Exercise 1: Analyzer Comparison Lab¶

📋 Exercise Details¶

Difficulty: Beginner
Duration: 45-60 minutes
Skills: Built-in analyzers, text analysis, tokenization comparison

🎯 Objective¶

Learn to compare and evaluate different built-in analyzers in Azure AI Search by creating a comprehensive testing framework that demonstrates how various analyzers process text differently.

📚 Prerequisites¶

Completed Module 10 documentation reading
Azure AI Search service (Standard tier or higher)
Admin API key for index creation
Basic understanding of JSON and REST APIs
Development environment set up (Python, JavaScript, or C#)

🛠️ Instructions¶

Step 1: Create Analyzer Comparison Index¶

Create an index with fields using different built-in analyzers:

{
  "name": "analyzer-comparison-lab",
  "fields": [
    {
      "name": "id",
      "type": "Edm.String",
      "key": true,
      "searchable": false
    },
    {
      "name": "content_standard",
      "type": "Edm.String",
      "analyzer": "standard.lucene",
      "searchable": true
    },
    {
      "name": "content_english",
      "type": "Edm.String", 
      "analyzer": "en.microsoft",
      "searchable": true
    },
    {
      "name": "content_keyword",
      "type": "Edm.String",
      "analyzer": "keyword",
      "searchable": true
    },
    {
      "name": "content_simple",
      "type": "Edm.String",
      "analyzer": "simple",
      "searchable": true
    },
    {
      "name": "content_whitespace",
      "type": "Edm.String",
      "analyzer": "whitespace",
      "searchable": true
    }
  ]
}

Step 2: Prepare Test Content¶

Create diverse test documents that highlight analyzer differences:

[
  {
    "id": "1",
    "content_standard": "The quick brown foxes are running through the forest",
    "content_english": "The quick brown foxes are running through the forest",
    "content_keyword": "The quick brown foxes are running through the forest",
    "content_simple": "The quick brown foxes are running through the forest",
    "content_whitespace": "The quick brown foxes are running through the forest"
  },
  {
    "id": "2", 
    "content_standard": "HTML <b>bold</b> and <i>italic</i> formatting with UPPERCASE text",
    "content_english": "HTML <b>bold</b> and <i>italic</i> formatting with UPPERCASE text",
    "content_keyword": "HTML <b>bold</b> and <i>italic</i> formatting with UPPERCASE text",
    "content_simple": "HTML <b>bold</b> and <i>italic</i> formatting with UPPERCASE text",
    "content_whitespace": "HTML <b>bold</b> and <i>italic</i> formatting with UPPERCASE text"
  },
  {
    "id": "3",
    "content_standard": "Email: user@example.com, Phone: (555) 123-4567, URL: https://www.example.com",
    "content_english": "Email: user@example.com, Phone: (555) 123-4567, URL: https://www.example.com",
    "content_keyword": "Email: user@example.com, Phone: (555) 123-4567, URL: https://www.example.com",
    "content_simple": "Email: user@example.com, Phone: (555) 123-4567, URL: https://www.example.com",
    "content_whitespace": "Email: user@example.com, Phone: (555) 123-4567, URL: https://www.example.com"
  }
]

Step 3: Implement Analyzer Testing Framework¶

Create a testing framework that uses the Analyze API to compare how different analyzers process text:

Python Implementation¶

import requests
import json
from typing import Dict, List

class AnalyzerComparator:
    def __init__(self, service_name: str, admin_key: str, index_name: str):
        self.service_name = service_name
        self.admin_key = admin_key
        self.index_name = index_name
        self.endpoint = f"https://{service_name}.search.windows.net"

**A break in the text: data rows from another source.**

//! The append-only journal: header writer, body-line reader, append sink, and the
//! rebuild-via-rename procedure (spec §4.2).
//!
//! Grounded on `disk_v2::ledger.rs` for the "owns an open writer plus the on-disk header"
//! shape, and on `vrift-vdird/src/journal.rs` for the rename-based atomic swap used by rebuild
//! (`fs::rename(&temp_path, &self.path)` there becomes `journal.tmp` → `journal` here).

pub(crate) mod record;

use std::io::{self, BufRead, BufReader, Write};
use std::path::{Path, PathBuf};

use crate::entry::EntryTable;
use crate::fs::FileSystem;

pub(crate) use record::{BodyRecord, JournalError};

pub(crate) const JOURNAL_FILE: &str = "journal";
pub(crate) const JOURNAL_BACKUP_FILE: &str = "journal.bkp";
pub(crate) const JOURNAL_TMP_FILE: &str = "journal.tmp";

/// Every body record successfully parsed out of an on-disk journal, plus whether the file
/// ended on a clean (`\n`-terminated) boundary.
pub(crate) struct ParsedJournal {
    pub records: Vec<BodyRecord>,
    pub truncated_tail: bool,
}

/// Reads and parses an entire journal file: the 5-line header, then as many complete body
/// lines as are present. A final, unterminated line is reported via `truncated_tail` rather
/// than treated as a parse error (spec §4.2); everything else wrong is a [`JournalError`].
pub(crate) fn read_journal(
    fs: &dyn FileSystem,
    path: &Path,
    app_version: u32,
    value_count: usize,
) -> Result<ParsedJournal, JournalError> {
    let file = fs
        .open_read(path)
        .map_err(|_| JournalError::UnexpectedEof)?;
    let mut reader = BufReader::new(file);

    let mut header_lines = Vec::with_capacity(5);
    for _ in 0..5 {
        let mut line = String::new();
        let n = reader
            .read_line(&mut line)
            .map_err(|_| JournalError::UnexpectedEof)?;
        if n == 0 {
            return Err(JournalError::UnexpectedEof);
        }
        if !line.ends_with('\n') {
            return Err(JournalError::UnexpectedEof);
        }
        line.truncate(line.len() - 1);
        header_lines.push(line);
    }
    record::parse_header(&header_lines, app_version, value_count)?;

    let mut records = Vec::new();
    let mut truncated_tail = false;
    loop {
        let mut line = String::new();
        let n = reader
            .read_line(&mut line)
            .map_err(|_| JournalError::MalformedRecord {
                line: String::new(),
            })?;
        if n == 0 {
            break;
        }
        if !line.ends_with('\n') {
            // A trailing partial record: discard it, note that the journal needs a rebuild,
            // and stop reading (there is nothing valid after it).
            truncated_tail = true;
            break;
        }
        line.truncate(line.len() - 1);
        let parsed = record::parse_body_line(&line, value_count)?;
        records.push(parsed);
    }

    Ok(ParsedJournal {
        records,
        truncated_tail,
    })
}

/// An open append sink over the active journal file, plus the header parameters needed to
/// recreate it during a rebuild.
pub(crate) struct JournalWriter {
    path: PathBuf,
    app_version: u32,
    value_count: usize,
    writer: Box<dyn Write + Send>,
}

impl JournalWriter {
    /// Opens (creating if absent) `dir/journal` for appending.
    pub fn open_append(
        fs: &dyn FileSystem,
        dir: &Path,
        app_version: u32,
        value_count: usize,
    ) -> io::Result<Self> {
        let path = dir.join(JOURNAL_FILE);
        let file = fs.open_append(&path)?;
        Ok(JournalWriter {
            path,
            app_version,
            value_count,
            writer: Box::new(file),
        })
    }

    /// Writes a fresh header-only journal at `dir/journal`, then opens it for appending.
    /// Used on a cold start with no prior journal to recover.
    pub fn create_fresh(
        fs: &dyn FileSystem,
        dir: &Path,
        app_version: u32,
        value_count: usize,
    ) -> io::Result<Self> {
        let path = dir.join(JOURNAL_FILE);
        let mut file = fs.create_file(&path)?;
        file.write_all(record::format_header(app_version, value_count).as_bytes())?;
        file.flush()?;
        drop(file);
        Self::open_append(fs, dir, app_version, value_count)
    }

    pub fn append(&mut self, record: &BodyRecord) -> io::Result<()> {
        self.writer
            .write_all(record::format_body_line(record).as_bytes())
    }

    pub fn flush(&mut self) -> io::Result<()> {
        self.writer.flush()
    }

    /// Replaces the journal with a compacted equivalent containing one record per entry,
    /// following the rename dance documented in spec §4.2: write `journal.tmp`, promote the
    /// current journal to `journal.bkp`, rename the tmp file into place, delete the backup.
    pub fn rebuild(&mut self, fs: &dyn FileSystem, dir: &Path, entries: &EntryTable) -> io::Result<()> {
        let tmp_path = dir.join(JOURNAL_TMP_FILE);
        let bkp_path = dir.join(JOURNAL_BACKUP_FILE);

        {
            let mut tmp = fs.create_file(&tmp_path)?;
            tmp.write_all(record::format_header(self.app_version, self.value_count).as_bytes())?;
            for (key, entry) in entries.iter() {
                let record = if entry.readable {
                    BodyRecord::Clean {
                        key: key.clone(),
                        lengths: entry.lengths.clone(),
                    }
                } else {
                    BodyRecord::Dirty { key: key.clone() }
                };
                tmp.write_all(record::format_body_line(&record).as_bytes())?;
            }
            tmp.flush()?;
        }

        if fs.exists(&self.path) {
            fs.rename(&self.path, &bkp_path)?;
        }
        fs.rename(&tmp_path, &self.path)?;
        crate::fs::remove_if_exists(fs, &bkp_path)?;

        *self = Self::open_append(fs, dir, self.app_version, self.value_count)?;
        Ok(())
    }
}

impl std::fmt::Debug for JournalWriter {
    fn fmt(&self, f: &mut std::fmt::Formatter<'_>) -> std::fmt::Result {
        f.debug_struct("JournalWriter")
            .field("path", &self.path)
            .field("app_version", &self.app_version)
            .field("value_count", &self.value_count)
            .finish_non_exhaustive()
    }
}

#[cfg(test)]
mod tests {
    use super::*;
    use crate::entry::Entry;
    use crate::fs::StdFileSystem;

    #[test]
    fn fresh_journal_round_trips_through_read_journal() {
        let dir = tempfile::tempdir().unwrap();
        let fs = StdFileSystem;
        let mut writer = JournalWriter::create_fresh(&fs, dir.path(), 1, 2).unwrap();
        writer
            .append(&BodyRecord::Dirty {
                key: "k1".to_string(),
            })
            .unwrap();
        writer
            .append(&BodyRecord::Clean {
                key: "k1".to_string(),
                lengths: vec![3, 2],
            })
            .unwrap();
        writer.flush().unwrap();

        let parsed = read_journal(&fs, &dir.path().join(JOURNAL_FILE), 1, 2).unwrap();
        assert!(!parsed.truncated_tail);
        assert_eq!(
            parsed.records,
            vec![
                BodyRecord::Dirty {
                    key: "k1".to_string()
                },
                BodyRecord::Clean {
                    key: "k1".to_string(),
                    lengths: vec![3, 2]
                },
            ]
        );
    }

    #[test]
    fn truncated_tail_is_reported_not_fatal() {
        let dir = tempfile::tempdir().unwrap();
        let fs = StdFileSystem;
        let path = dir.path().join(JOURNAL_FILE);
        std::fs::write(
            &path,
            format!(
                "{}\nDIRTY k1\nCLEAN k1 1 2",
                record::format_header(1, 2).trim_end_matches('\n')
            ),
        )
        .unwrap();

        let parsed = read_journal(&fs, &path, 1, 2).unwrap();
        assert!(parsed.truncated_tail);
        assert_eq!(
            parsed.records,
            vec![BodyRecord::Dirty {
                key: "k1".to_string()
            }]
        );
    }

    #[test]
    fn rebuild_compacts_to_one_record_per_entry() {
        let dir = tempfile::tempdir().unwrap();
        let fs = StdFileSystem;
        let mut writer = JournalWriter::create_fresh(&fs, dir.path(), 1, 1).unwrap();
        writer
            .append(&BodyRecord::Dirty {
                key: "k1".to_string(),
            })
            .unwrap();
        writer
            .append(&BodyRecord::Clean {
                key: "k1".to_string(),
                lengths: vec![5],
            })
            .unwrap();
        writer.flush().unwrap();

        let mut entries = EntryTable::new();
        let mut entry = Entry::new(1);
        entry.readable = true;
        entry.lengths = vec![5];
        entries.insert_new("k1".to_string(), entry);

        writer.rebuild(&fs, dir.path(), &entries).unwrap();
        assert!(!fs.exists(&dir.path().join(JOURNAL_BACKUP_FILE)));

        let parsed = read_journal(&fs, &dir.path().join(JOURNAL_FILE), 1, 1).unwrap();
        assert_eq!(
            parsed.records,
            vec![BodyRecord::Clean {
                key: "k1".to_string(),
                lengths: vec![5]
            }]
        );
    }
}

    def analyze_text(self, text: str, analyzer: str) -> List[str]:
        """Analyze text using specified analyzer."""
        url = f"{self.endpoint}/indexes/{self.index_name}/analyze"
        headers = {
            "Content-Type": "application/json",
            "api-key": self.admin_key
        }
        data = {
            "text": text,
            "analyzer": analyzer
        }

        response = requests.post(url, headers=headers, json=data, 
                               params={"api-version": "2024-07-01"})

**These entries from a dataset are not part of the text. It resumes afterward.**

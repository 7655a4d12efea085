//! The `Snapshot` handle: an immutable view over a key's clean files as of `get` time
//! (spec §4.3).
//!
//! Grounded on `variants/disk_v2::reader.rs`'s "the reader owns its open handles" design,
//! though unlike that reader this one never re-seeks a position the caller hasn't asked for
//! (`get_source` hands back the same underlying file each call so progressive reads behave as
//! documented in spec scenario 6).

use std::fs::File;
use std::io::{self, Read, Seek, SeekFrom};
use std::sync::Arc;

use parking_lot::Mutex;

use crate::cache::{self, Inner};
use crate::editor::Editor;
use crate::error::CacheError;

/// A read handle borrowed from a [`Snapshot`] for one value index.
///
/// Returned by [`Snapshot::get_source`]; reading through it advances the same file position
/// across calls, so repeated short reads pick up where the previous one left off.
pub struct SnapshotSource<'a> {
    file: &'a Mutex<File>,
}

impl Read for SnapshotSource<'_> {
    fn read(&mut self, buf: &mut [u8]) -> io::Result<usize> {
        self.file.lock().read(buf)
    }
}

/// An immutable view over one key's clean files, captured at the moment of
/// [`crate::Cache::get`]. The held file handles remain valid even if the entry is later
/// overwritten or evicted, because renaming or unlinking a path does not invalidate a file
/// descriptor already open against the old inode.
pub struct Snapshot {
    inner: Arc<Inner>,
    key: String,
    sequence_number: u64,
    lengths: Vec<u64>,
    sources: Vec<Mutex<File>>,
}

impl Snapshot {
    pub(crate) fn new(
        inner: Arc<Inner>,
        key: String,
        sequence_number: u64,
        lengths: Vec<u64>,
        files: Vec<File>,
    ) -> Self {
        Snapshot {
            inner,
            key,
            sequence_number,
            lengths,
            sources: files.into_iter().map(Mutex::new).collect(),
        }
    }

    /// The key this snapshot was captured for.
    pub fn key(&self) -> &str {
        &self.key
    }

    /// The entry's sequence number as of capture time; see [`Snapshot::edit`].
    pub fn sequence_number(&self) -> u64 {
        self.sequence_number
    }

    /// A read handle over value `index`, identical across calls (not a fresh stream), so a
    /// caller can read progressively.
    pub fn get_source(&self, index: usize) -> Option<SnapshotSource<'_>> {
        self.sources.get(index).map(|file| SnapshotSource { file })
    }

    /// Reads value `index` from the start as a UTF-8 string. Unlike [`Snapshot::get_source`],
    /// this always rewinds to the beginning first.
    pub fn get_string(&self, index: usize) -> Option<String> {
        let mutex = self.sources.get(index)?;
        let mut file = mutex.lock();
        file.seek(SeekFrom::Start(0)).ok()?;
        let mut buf = String::new();
        file.read_to_string(&mut buf).ok()?;
        Some(buf)
    }

    /// The byte length of value `index` as of capture time.
    pub fn get_length(&self, index: usize) -> Option<u64> {
        self.lengths.get(index).copied()
    }

    /// Equivalent to `cache.edit_expecting(key, self.sequence_number())`: begins an edit of
    /// this key only if it hasn't changed since this snapshot was captured.
    pub fn edit(&self) -> Result<Option<Editor>, CacheError> {
        cache::edit_impl(self.inner.clone(), &self.key, Some(self.sequence_number))
    }

    /// Releases the held file handles. Equivalent to dropping the `Snapshot`; provided for
    /// parity with the spec's handle lifecycle vocabulary.
    pub fn close(self) {}
}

        if response.status_code == 200:
            result = response.json()
            return [token["token"] for token in result.get("tokens", [])]
        else:
            print(f"Error analyzing with {analyzer}: {response.text}")
            return []

    def compare_analyzers(self, text: str, analyzers: List[str]) -> Dict[str, List[str]]:
        """Compare how different analyzers process the same text."""
        results = {}
        for analyzer in analyzers:
            results[analyzer] = self.analyze_text(text, analyzer)
        return results

    def print_comparison(self, text: str, analyzers: List[str]):
        """Print a formatted comparison of analyzer results."""
        print(f"\nInput text: {text}")
        print("-" * 60)

        results = self.compare_analyzers(text, analyzers)

        for analyzer, tokens in results.items():
            print(f"{analyzer:15} -> {tokens}")

        # Analysis
        print(f"\nAnalysis:")
        token_counts = {analyzer: len(tokens) for analyzer, tokens in results.items()}

        for analyzer, count in token_counts.items():
            print(f"  {analyzer}: {count} tokens")

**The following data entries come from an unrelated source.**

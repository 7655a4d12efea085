//! Test-only tracing setup, grounded on the teacher's `install_tracing_helpers` in the bare
//! `disk_v2/tests/mod.rs` (not the `variants/disk_v2` copy): a one-time `tracing_subscriber`
//! init so `debug!`/`warn!` call sites in `recovery`/`cache`/`editor` are visible with
//! `cargo test -- --nocapture` instead of being
//! silently dropped, without the teacher's `tracing-fluent-assertions` registry (unused here;
//! this crate doesn't assert on span events, just wants readable output on failure).

use std::sync::Once;

static INIT: Once = Once::new();

pub(crate) fn init_tracing() {
    INIT.call_once(|| {
        let _ = tracing_subscriber::fmt()
            .with_env_filter(tracing_subscriber::EnvFilter::from_default_env())
            .with_test_writer()
            .try_init();
    });
}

        # Identify unique behaviors
        if "en.microsoft" in results and "standard.lucene" in results:
            english_tokens = set(results["en.microsoft"])
            standard_tokens = set(results["standard.lucene"])

            if len(english_tokens) < len(standard_tokens):
                removed = standard_tokens - english_tokens
                print(f"  English analyzer removed: {removed}")

        if "keyword" in results:
            print(f"  Keyword analyzer preserved entire input as single token")

# Usage example
comparator = AnalyzerComparator("your-service", "your-key", "analyzer-comparison-lab")

test_texts = [
    "The quick brown foxes are running",
    "HTML <b>bold</b> formatting",
    "user@example.com and admin@test.org"
]

analyzers = ["standard.lucene", "en.microsoft", "keyword", "simple", "whitespace"]

for text in test_texts:
    comparator.print_comparison(text, analyzers)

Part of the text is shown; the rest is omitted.